Kurt Robert Neumann (born October 9, 1961) is an American singer, guitarist, and songwriter. He is a co-founder of the roots-rock band BoDeans.

==History==
Neumann co-founded BoDeans in Wisconsin in the 1980s. The band's style encompasses multiple rock genres, including roots rock, heartland rock, and alternative rock. In January 1987, a Rolling Stone reader poll voted BoDeans the Best New American Band. The band's biggest hit to date is "Closer to Free", which was used as the theme song to the hit TV series Party of Five. BoDeans has a permanent installation at the Rock and Roll Hall of Fame Museum in Cleveland, Ohio.

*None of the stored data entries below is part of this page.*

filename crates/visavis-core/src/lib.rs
//! # VIS-A-VIS Core Library
//!
//! Drives the VIS-A-VIS stochastic cell-signaling simulator and analyzes what it
//! leaves behind: per-timepoint cell states on a lattice, their activation
//! flags, and association statistics between cells and their neighbors.
//!
//! ## Architecture
//!
//! - **[`core`]: The Foundation.** Stateless data: typed simulation parameters,
//!   the molecule catalogue with activation thresholds, timepoint encoding, and
//!   readers for the simulator's CSV output.
//!
//! - **[`engine`]: Run Orchestration.** Run options, per-run workspaces, the
//!   simulator subprocess with an optional deadline, progress events, and the
//!   error taxonomy of a run.
//!
//! - **[`results`]: Analysis.** The [`ResultStore`](results::ResultStore) that
//!   unions a finished run into one time-indexed dataset, and the association
//!   statistics, pairwise activation matrices and hour summaries computed on it.
//!
//! - **[`workflows`]: The Public API.** [`simulate::run`](workflows::simulate::run)
//!   takes parameters and a protocol to a loaded result store;
//!   [`annotate`](workflows::annotate) post-processes the run's images in parallel.

pub mod core;
pub mod engine;
pub mod results;
pub mod workflows;
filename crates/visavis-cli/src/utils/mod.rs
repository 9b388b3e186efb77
pub mod parser;
pub mod progress;
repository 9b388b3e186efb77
use crate::cli::RunArgs;
use crate::config::PartialRunConfig;
use crate::error::{CliError, Result};
use crate::utils::progress::CliProgressHandler;
use tracing::{info, warn};
use visavis::{
    engine::progress::ProgressReporter,
    workflows::{self, annotate::ReportAnnotator},
};

pub async fn run(args: RunArgs) -> Result<()> {
    let partial_config = match &args.parameters {
        Some(path) => PartialRunConfig::from_file(path)?,
        None => PartialRunConfig::default(),
    };
    info!("Merging parameters from file and CLI arguments...");
    let config = partial_config.merge_with_cli(&args)?;

    let progress_handler = CliProgressHandler::new();
    let reporter = ProgressReporter::with_callback(progress_handler.get_callback());

    println!("Starting simulation...");
    info!("Invoking the simulation workflow...");

    let outcome = tokio::task::block_in_place(|| {
        workflows::simulate::run(
            &args.executable,
            &config.parameters,
            &args.protocol,
            &config.options,
            &ReportAnnotator,
            &reporter,
        )
    })?;

    let Some(store) = outcome else {
        warn!("Simulator exited with a failure status.");
        let name = config
            .options
            .name
            .clone()
            .unwrap_or_else(|| "<generated>".to_string());
        return Err(CliError::SimulationFailed(name));
    };

    let hours: Vec<String> = store.hours().iter().map(|h| format!("{}", h)).collect();
    println!(
        "✓ Simulation finished: {} cell record(s) over {} timepoint(s).",
        store.len(),
        hours.len()
    );
    println!("Hours: {}", hours.join(", "));
    if !config.options.clean_up {
        println!("Workspace kept at: {}", store.directory().display());
    }

    Ok(())
}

In 1997, Neumann recorded a cover of Bruce Springsteen's "Atlantic City" for the compilation One Step Up/Two Steps Back: The Songs of Bruce Springsteen.

In 2000, Neumann released a solo album entitled Shy Dog. He played all the instruments on the album.

Neumann builds and plays custom "Bastard" guitars, which are made from unique parts from other guitars and feature hand-painted tung oil finishes. The guitars are mostly built in the form of Stratocasters, but have rear-routed bodies.